Delegates at the Climate Change and the Global Economy workshop stand outside the Lancaster University Management School building, with the words 'management school' in metallic writing above the door.

Leading researchers and policymakers pooled their expertise to confront the challenges climate change poses to the global economy over two days at Lancaster University Management School.

The ‘Climate Change and the Global Economy’ workshop brought together academics from UK and European universities with representatives from institutions including the Bank of England, the European Central Bank, and the OECD.

They discussed a wide range of issues on a topic increasingly important to business and society.

In her keynote address, Professor Hilde C Bjørnland, from BI Norwegian Business School, discussed her study on the effects of the introduction of the EU Emissions Trading System (EU ETS). Her research revealed that stringent emission supply restrictions mandated by the EU ETS framework played a pivotal role in reducing emissions. However, demand-side factors, including changes in consumer behaviour, production practices, and government policies, also contributed significantly, albeit to a lesser extent, to curb emissions.

Other researchers presented work highlighting that while economic literature has primarily focused on the effects of carbon taxes, it is essential to consider other policies and green technology for a more accurate and realistic analysis. Economic models should incorporate empirically validated facts, based on concepts such as resilience and biodiversity. Furthermore, accounting for differences across countries and sectors is crucial for understanding the economy's response to both physical and transition risks.

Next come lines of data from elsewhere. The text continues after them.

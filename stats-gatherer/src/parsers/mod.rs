//! # Parsers
//!
//! Parsers turn the documents of a cycle into gauges. They run in a fixed order and
//! append to a single results list:
//!
//! 1. **`indices_totals`**: `find.indices_count`, `find.docs_count`, `find.store_size`,
//!    `find.queries_current`, `find.indexing_current`
//! 2. **`cluster_splits`**: `find.splits`
//! 3. **`proxy_status`**: `find.proxies_available`, `find.proxies_missing`

pub mod cluster_splits;
pub mod indices_totals;
pub mod parser;
pub mod proxy_status;

pub use cluster_splits::ClusterSplitsParser;
pub use indices_totals::IndicesTotalsParser;
pub use parser::Parser;
pub use proxy_status::ProxyStatusParser;

/// The parsers of one cycle, in the order they run.
pub fn default_parsers() -> Vec<Box<dyn Parser>> {
    vec![
        Box::new(IndicesTotalsParser),
        Box::new(ClusterSplitsParser),
        Box::new(ProxyStatusParser),
    ]
}
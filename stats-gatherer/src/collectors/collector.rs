use crate::{
    context::{
        CollectionContext,
        CollectionKey,
    },
    error::ContextError,
    fetcher::Fetcher,
};
use find_monitor_config::EndpointSet;
use std::{
    future::Future,
    pin::Pin,
};

/// Fills one slot of the cycle's context.
///
/// Failed fetches are stored as failure markers; an error is only returned when the slot
/// itself cannot be written.
pub trait Collector: Send + Sync {
    fn collect<'a>(
        &'a self,
        fetcher: &'a Fetcher,
        endpoints: &'a EndpointSet,
        ctx: &'a mut CollectionContext,
    ) -> Pin<Box<dyn Future<Output = Result<(), ContextError>> + Send + 'a>>;

    /// The slot this collector writes.
    fn key(&self) -> CollectionKey;

    /// Get the name of this collector
    fn name(&self) -> &'static str;
}
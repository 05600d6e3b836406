use crate::context::CollectionKey;

#[derive(thiserror::Error, Debug)]
pub enum FetchError {
    #[error("request failed: {0}")]
    Request(#[from] reqwest::Error),
    #[error("response is not valid JSON: {0}")]
    Decode(#[from] serde_json::Error),
}

#[derive(thiserror::Error, Debug, PartialEq, Eq)]
pub enum ContextError {
    #[error("{0} was already collected in this cycle")]
    AlreadyCollected(CollectionKey),
}

/// Why a parser produced no values.
#[derive(thiserror::Error, Debug, PartialEq, Eq)]
pub enum ParseError {
    #[error("{0} was not collected")]
    NotCollected(CollectionKey),
    #[error("{0} could not be fetched")]
    Unavailable(CollectionKey),
    #[error("{key} holds {found}, expected {expected}")]
    WrongShape {
        key: CollectionKey,
        expected: &'static str,
        found: &'static str,
    },
    #[error("{key}: `{path}` is missing or not a non-negative integer")]
    InvalidField { key: CollectionKey, path: String },
    #[error("{0}: none of the nodes could be reached")]
    NoReachableNodes(CollectionKey),
}

#[derive(thiserror::Error, Debug)]
pub enum DispatchError {
    #[error("write failed: {0}")]
    Io(#[from] std::io::Error),
    #[error("serialization failed: {0}")]
    Json(#[from] serde_json::Error),
}
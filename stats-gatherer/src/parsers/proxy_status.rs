use crate::{
    context::{
        CollectionContext,
        CollectionKey,
        Fetched,
    },
    error::ParseError,
    metrics::{
        MetricName,
        MetricValue,
    },
    parsers::Parser,
};
use find_monitor_config::EndpointSet;
use serde_json::Value;

const STATUS_OK: u64 = 200;

/// The integer-like `status` field of a proxy's answer.
pub fn status_code(doc: &Value) -> Option<u64> {
    match doc.get("status")? {
        Value::Number(n) => n
            .as_u64()
            .or_else(|| n.as_f64().filter(|f| *f >= 0.0 && f.fract() == 0.0).map(|f| f as u64)),
        Value::String(s) => s.trim().parse().ok(),
        _ => None,
    }
}

pub fn is_available(answer: &Fetched) -> bool {
    answer.as_ref().and_then(status_code) == Some(STATUS_OK)
}

/// Counts the proxies that answer with status 200.
#[derive(Debug, Default, Clone, Copy)]
pub struct ProxyStatusParser;

impl Parser for ProxyStatusParser {
    fn parse(
        &self,
        ctx: &CollectionContext,
        endpoints: &EndpointSet,
        out: &mut Vec<MetricValue>,
    ) -> Result<(), ParseError> {
        let answers = ctx.per_host(CollectionKey::ProxyStatus)?;
        for (answer, url) in answers.iter().zip(endpoints.proxy_urls()) {
            if let Some(doc) = answer {
                if status_code(doc).is_none() {
                    warn!(%url, "Proxy answered without a usable status");
                }
            }
        }

        let available = answers.iter().filter(|answer| is_available(answer)).count() as u64;
        let configured = endpoints.proxy_urls().len() as u64;
        out.push(MetricValue::gauge(MetricName::ProxiesAvailable, available));
        out.push(MetricValue::gauge(
            MetricName::ProxiesMissing,
            configured.saturating_sub(available),
        ));
        Ok(())
    }

    fn name(&self) -> &'static str {
        "proxy_status"
    }
}
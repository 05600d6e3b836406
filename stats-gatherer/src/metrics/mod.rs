mod shared;

pub use shared::*;
use serde::Serialize;

/// One derived reading, produced by a parser and delivered by every dispatcher.
#[derive(Debug, Clone, Copy, PartialEq, Eq, Serialize)]
pub struct MetricValue {
    #[serde(rename = "type")]
    pub metric_type: MetricType,
    pub name: MetricName,
    pub value: u64,
}

impl MetricValue {
    pub fn gauge(name: MetricName, value: u64) -> Self {
        Self {
            metric_type: MetricType::Gauge,
            name,
            value,
        }
    }
}
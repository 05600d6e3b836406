use clap::Parser;
use std::path::PathBuf;

/// Polls a search cluster and its proxies and prints health gauges as collectd PUTVAL lines.
#[derive(Parser, Debug, Clone, Default)]
#[command(author, version = version(), about, long_about = None)]
pub struct Args {
    /// Configuration file to read instead of `config.yaml` in the config directory.
    #[clap(long, short = 'c', value_name = "FILE")]
    pub config: Option<PathBuf>,

    /// Cluster name, reported as the plugin instance.
    #[clap(long, value_name = "NAME")]
    pub cluster_name: Option<String>,

    /// Cluster hostname. Repeat once per node; replaces the configured list.
    #[clap(long = "cluster-node", value_name = "HOST")]
    pub cluster_nodes: Vec<String>,

    /// Seconds between collection cycles.
    #[clap(long, value_name = "SECONDS")]
    pub interval: Option<u64>,

    /// Host part of the PUTVAL identifier.
    #[clap(long, env = "COLLECTD_HOSTNAME", value_name = "HOST")]
    pub hostname: Option<String>,

    /// Also write a JSON snapshot of every cycle to this file.
    #[clap(long = "output-file", value_name = "FILE")]
    pub output_file: Option<PathBuf>,

    /// Log every value before it is sent.
    #[clap(long, short, action)]
    pub verbose: bool,

    /// Run a single collection cycle and exit.
    #[clap(long, action)]
    pub once: bool,

    /// Print the effective configuration as YAML and exit.
    #[clap(long = "dump-config", action)]
    pub dump_config: bool,
}

mod config_ext {
    use super::*;
    use config::{
        Map,
        Source,
        Value,
    };
    use std::collections::HashMap;

    impl Source for Args {
        fn clone_into_box(&self) -> Box<dyn Source + Send + Sync> {
            Box::new((*self).clone())
        }

        fn collect(&self) -> Result<Map<String, Value>, config::ConfigError> {
            let mut cache = HashMap::<String, Value>::new();
            if let Some(cluster_name) = &self.cluster_name {
                cache.insert("cluster_name".to_string(), cluster_name.clone().into());
            }
            if !self.cluster_nodes.is_empty() {
                cache.insert("cluster_nodes".to_string(), self.cluster_nodes.clone().into());
            }
            if let Some(interval) = self.interval {
                cache.insert("interval".to_string(), interval.into());
            }
            if let Some(hostname) = &self.hostname {
                cache.insert("hostname".to_string(), hostname.clone().into());
            }
            if let Some(output_file) = &self.output_file {
                cache.insert("output_file".to_string(), output_file.display().to_string().into());
            }
            if self.verbose {
                cache.insert("verbose".to_string(), true.into());
            }
            Ok(cache)
        }
    }
}

pub fn version() -> String {
    let author = clap::crate_authors!();
    let config_dir_path = crate::get_config_dir().display().to_string();

    format!(
        "{}

Authors: {author}
Config directory: {config_dir_path}",
        clap::crate_version!()
    )
}
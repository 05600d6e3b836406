//! # Collectors
//!
//! Each collector fetches one kind of document and stores it in the cycle's
//! [`CollectionContext`](crate::context::CollectionContext):
//!
//! - **`cluster_health`**, **`cluster_stats`**, **`indices_stats`**: asked from the first admin node only
//! - **`nodes`**, **`nodes_stats`**: asked from every admin node, to compare their views
//! - **`proxy_status`**: asked from every proxy
//!
//! A node that cannot be reached leaves a failure marker in its place; it never stops the
//! remaining collectors.

pub mod collector;
pub mod endpoint_collector;

pub use collector::Collector;
pub use endpoint_collector::{
    default_collectors,
    EndpointCollector,
    Scope,
};
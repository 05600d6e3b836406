use clap::Parser;
use color_eyre::Result;
use find_monitor::{
    init_errors,
    init_logging,
    App,
    Args,
};

#[tokio::main]
async fn main() -> Result<()> {
    init_errors()?;
    init_logging()?;
    App::new(Args::parse())?.run().await
}
use crate::{
    error::DispatchError,
    metrics::MetricValue,
};

/// Delivers metric values to a backend.
///
/// `deliver` is called once per value in emission order, `flush` once at the end of every cycle.
pub trait Dispatcher: Send + Sync {
    fn deliver(&mut self, value: &MetricValue) -> Result<(), DispatchError>;

    fn flush(&mut self) -> Result<(), DispatchError> {
        Ok(())
    }

    fn name(&self) -> &'static str;
}
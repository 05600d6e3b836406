use eyre::{
    Context as _,
    Result,
};
use url::Url;

/// Port of the cluster's administrative HTTP API on every node.
pub const ADMIN_PORT: u16 = 9200;
/// Port of the proxy running next to every node.
pub const PROXY_PORT: u16 = 8000;

/// Base URLs of the admin and proxy endpoints, in configured host order.
#[derive(Debug, Clone, PartialEq, Eq)]
pub struct EndpointSet {
    admin: Vec<Url>,
    proxy: Vec<Url>,
}

impl EndpointSet {
    pub fn new(admin: Vec<Url>, proxy: Vec<Url>) -> Self {
        Self { admin, proxy }
    }

    /// Derives one admin and one proxy URL per hostname.
    pub fn from_hosts<S: AsRef<str>>(hosts: &[S]) -> Result<Self> {
        let mut admin = Vec::with_capacity(hosts.len());
        let mut proxy = Vec::with_capacity(hosts.len());
        for host in hosts {
            let host = host.as_ref();
            admin.push(base_url(host, ADMIN_PORT)?);
            proxy.push(base_url(host, PROXY_PORT)?);
        }
        Ok(Self { admin, proxy })
    }

    pub fn admin_urls(&self) -> &[Url] {
        &self.admin
    }

    pub fn proxy_urls(&self) -> &[Url] {
        &self.proxy
    }

    /// The admin node that answers the cluster-wide queries.
    pub fn first_admin(&self) -> Option<&Url> {
        self.admin.first()
    }
}

fn base_url(host: &str, port: u16) -> Result<Url> {
    let url = Url::parse(&format!("http://{host}:{port}")).wrap_err_with(|| format!("Invalid cluster node {host:?}"))?;
    if url.host_str().is_none_or(str::is_empty) {
        eyre::bail!("Invalid cluster node {host:?}: no host");
    }
    Ok(url)
}

#[cfg(test)]
mod tests {
    use super::*;
    use pretty_assertions::assert_eq;

    #[test]
    fn one_admin_and_proxy_url_per_host() {
        let endpoints = EndpointSet::from_hosts(&["es1", "es2.example.net"]).unwrap();
        let admin: Vec<_> = endpoints.admin_urls().iter().map(Url::as_str).collect();
        let proxy: Vec<_> = endpoints.proxy_urls().iter().map(Url::as_str).collect();
        assert_eq!(admin, ["http://es1:9200/", "http://es2.example.net:9200/"]);
        assert_eq!(proxy, ["http://es1:8000/", "http://es2.example.net:8000/"]);
        assert_eq!(endpoints.first_admin().unwrap().as_str(), "http://es1:9200/");
    }

    #[test]
    fn rejects_hosts_that_do_not_form_a_url() {
        assert!(EndpointSet::from_hosts(&["bad host"]).is_err());
        assert!(EndpointSet::from_hosts(&[""]).is_err());
    }
}
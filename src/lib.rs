#[macro_use]
extern crate tracing;

mod app;
mod logging;

pub use app::App;
pub use find_monitor_config::Args;
pub use logging::{
    init_errors,
    init_logging,
};
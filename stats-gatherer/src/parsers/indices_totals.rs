use crate::{
    context::{
        CollectionContext,
        CollectionKey,
    },
    error::ParseError,
    metrics::{
        MetricName,
        MetricValue,
    },
    parsers::Parser,
};
use find_monitor_config::EndpointSet;
use serde_json::Value;

/// Infrastructure indices that hold no user data.
const ADMIN_INDICES: &[&str] = &["@admin", "meta", "runners"];
/// Suffixes of the indices that back individual features.
const FEATURE_SUFFIXES: &[&str] = &["__stats", "__admin"];

const BYTES_PER_MEGABYTE: u64 = 1_000_000;

/// Whether `name` is counted in the totals.
pub fn is_user_index(name: &str) -> bool {
    !ADMIN_INDICES.contains(&name) && !FEATURE_SUFFIXES.iter().any(|suffix| name.ends_with(suffix))
}

/// Sums over every user index of `_all/_stats`.
#[derive(Debug, Default, Clone, Copy, PartialEq, Eq)]
pub struct IndicesTotals {
    pub indices_count: u64,
    pub docs_count: u64,
    /// Megabytes, each index truncated on its own.
    pub store_size: u64,
    pub queries_current: u64,
    pub indexing_current: u64,
}

impl IndicesTotals {
    pub fn from_indices_stats(doc: &Value) -> Result<Self, ParseError> {
        let indices = doc
            .get("indices")
            .and_then(Value::as_object)
            .ok_or_else(|| ParseError::InvalidField {
                key: CollectionKey::IndicesStats,
                path: "indices".to_string(),
            })?;

        let mut totals = Self::default();
        for (name, stats) in indices.iter().filter(|(name, _)| is_user_index(name)) {
            totals.add_index(name, stats)?;
        }
        Ok(totals)
    }

    fn add_index(&mut self, name: &str, stats: &Value) -> Result<(), ParseError> {
        let docs = field(name, stats, "/total/docs/count")?;
        let bytes = field(name, stats, "/total/store/size_in_bytes")?;
        let queries = field(name, stats, "/total/search/query_current")?;
        let indexing = field(name, stats, "/total/indexing/index_current")?;

        self.indices_count += 1;
        self.docs_count = self.docs_count.saturating_add(docs);
        self.store_size = self.store_size.saturating_add(bytes / BYTES_PER_MEGABYTE);
        self.queries_current = self.queries_current.saturating_add(queries);
        self.indexing_current = self.indexing_current.saturating_add(indexing);
        Ok(())
    }

    pub fn values(&self) -> [MetricValue; 5] {
        [
            MetricValue::gauge(MetricName::IndicesCount, self.indices_count),
            MetricValue::gauge(MetricName::DocsCount, self.docs_count),
            MetricValue::gauge(MetricName::StoreSize, self.store_size),
            MetricValue::gauge(MetricName::QueriesCurrent, self.queries_current),
            MetricValue::gauge(MetricName::IndexingCurrent, self.indexing_current),
        ]
    }
}

fn field(index: &str, stats: &Value, pointer: &str) -> Result<u64, ParseError> {
    stats
        .pointer(pointer)
        .and_then(Value::as_u64)
        .ok_or_else(|| ParseError::InvalidField {
            key: CollectionKey::IndicesStats,
            path: format!("indices.{index}{}", pointer.replace('/', ".")),
        })
}

/// Document, size and activity totals of the user indices.
#[derive(Debug, Default, Clone, Copy)]
pub struct IndicesTotalsParser;

impl Parser for IndicesTotalsParser {
    fn parse(
        &self,
        ctx: &CollectionContext,
        _endpoints: &EndpointSet,
        out: &mut Vec<MetricValue>,
    ) -> Result<(), ParseError> {
        let totals = IndicesTotals::from_indices_stats(ctx.single(CollectionKey::IndicesStats)?)?;
        out.extend(totals.values());
        Ok(())
    }

    fn name(&self) -> &'static str {
        "indices_totals"
    }
}

#[cfg(test)]
mod tests {
    use super::*;
    use pretty_assertions::assert_eq;
    use serde_json::json;

    fn index(docs: u64, bytes: u64, queries: u64, indexing: u64) -> Value {
        json!({
            "primaries": { "docs": { "count": docs } },
            "total": {
                "docs": { "count": docs },
                "store": { "size_in_bytes": bytes },
                "search": { "query_current": queries },
                "indexing": { "index_current": indexing },
            }
        })
    }

    #[test]
    fn skips_administrative_and_feature_indices() {
        for name in ["@admin", "meta", "runners", "orders__stats", "orders__admin"] {
            assert!(!is_user_index(name), "{name}");
        }
        for name in ["orders", "meta2", "admin", "stats__orders", "__stats_x"] {
            assert!(is_user_index(name), "{name}");
        }
    }

    #[test]
    fn totals_only_count_user_indices() {
        let doc = json!({
            "_all": {},
            "indices": {
                "data1": index(10, 2_000_000, 1, 2),
                "@admin": index(5, 9_000_000, 7, 7),
                "data1__stats": index(3, 1_000_000, 7, 7),
            }
        });
        assert_eq!(
            IndicesTotals::from_indices_stats(&doc).unwrap(),
            IndicesTotals {
                indices_count: 1,
                docs_count: 10,
                store_size: 2,
                queries_current: 1,
                indexing_current: 2,
            }
        );
    }

    #[test]
    fn store_size_truncates_to_whole_megabytes() {
        let doc = json!({ "indices": { "data": index(0, 2_999_999, 0, 0) } });
        assert_eq!(IndicesTotals::from_indices_stats(&doc).unwrap().store_size, 2);

        let doc = json!({ "indices": { "a": index(0, 1_500_000, 0, 0), "b": index(0, 1_500_000, 0, 0) } });
        assert_eq!(IndicesTotals::from_indices_stats(&doc).unwrap().store_size, 2);
    }

    #[test]
    fn a_malformed_user_index_fails_the_parser() {
        let doc = json!({
            "indices": {
                "good": index(1, 0, 0, 0),
                "bad": { "total": { "docs": { "count": 1 } } },
            }
        });
        assert_eq!(
            IndicesTotals::from_indices_stats(&doc),
            Err(ParseError::InvalidField {
                key: CollectionKey::IndicesStats,
                path: "indices.bad.total.store.size_in_bytes".to_string(),
            })
        );
    }

    #[test]
    fn malformed_skipped_indices_are_ignored() {
        let doc = json!({ "indices": { "meta": {}, "data": index(4, 0, 0, 0) } });
        assert_eq!(IndicesTotals::from_indices_stats(&doc).unwrap().docs_count, 4);
    }

    #[test]
    fn missing_indices_object_is_an_error() {
        assert!(IndicesTotals::from_indices_stats(&json!({ "_shards": {} })).is_err());
    }

    #[test]
    fn emits_five_gauges_in_order() {
        let mut ctx = CollectionContext::new();
        ctx.insert(
            CollectionKey::IndicesStats,
            crate::context::Slot::Single(Some(json!({ "indices": { "data": index(3, 4_000_000, 5, 6) } }))),
        )
        .unwrap();
        let mut out = Vec::new();
        IndicesTotalsParser
            .parse(&ctx, &EndpointSet::new(vec![], vec![]), &mut out)
            .unwrap();
        let emitted: Vec<_> = out.iter().map(|v| (v.name.as_str(), v.value)).collect();
        assert_eq!(
            emitted,
            [
                ("find.indices_count", 1),
                ("find.docs_count", 3),
                ("find.store_size", 4),
                ("find.queries_current", 5),
                ("find.indexing_current", 6),
            ]
        );
    }

    #[test]
    fn failed_fetch_is_reported_not_zeroed() {
        let mut ctx = CollectionContext::new();
        ctx.insert(CollectionKey::IndicesStats, crate::context::Slot::Single(None))
            .unwrap();
        let mut out = Vec::new();
        assert_eq!(
            IndicesTotalsParser.parse(&ctx, &EndpointSet::new(vec![], vec![]), &mut out),
            Err(ParseError::Unavailable(CollectionKey::IndicesStats))
        );
        assert!(out.is_empty());
    }
}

Professor Barbara Annichiarico, from the University of Rome Tor Vergata, delivered a special lecture for the LUMS Economics Department’s Macro Reading Group. She presented a paper examining the role of expectations and monetary policy in understanding the economy's response to climate policies. Her analysis demonstrated that although the transition to a greener economy can pose challenges to price stability, central banks can mitigate these risks by acting within the scope of their mandate.

The workshop was organised by Drs Stefano Fasani and Anthony Priolo, of Lancaster’s Department of Economics, as part of the Environmental Policy and Carbon Leakage: The Case of Multinationals project, funded through a LUMS Pump Prime grant. It was also sponsored by the LUMS Centre for Financial Econometrics, Asset Markets & Macroeconomic Policy.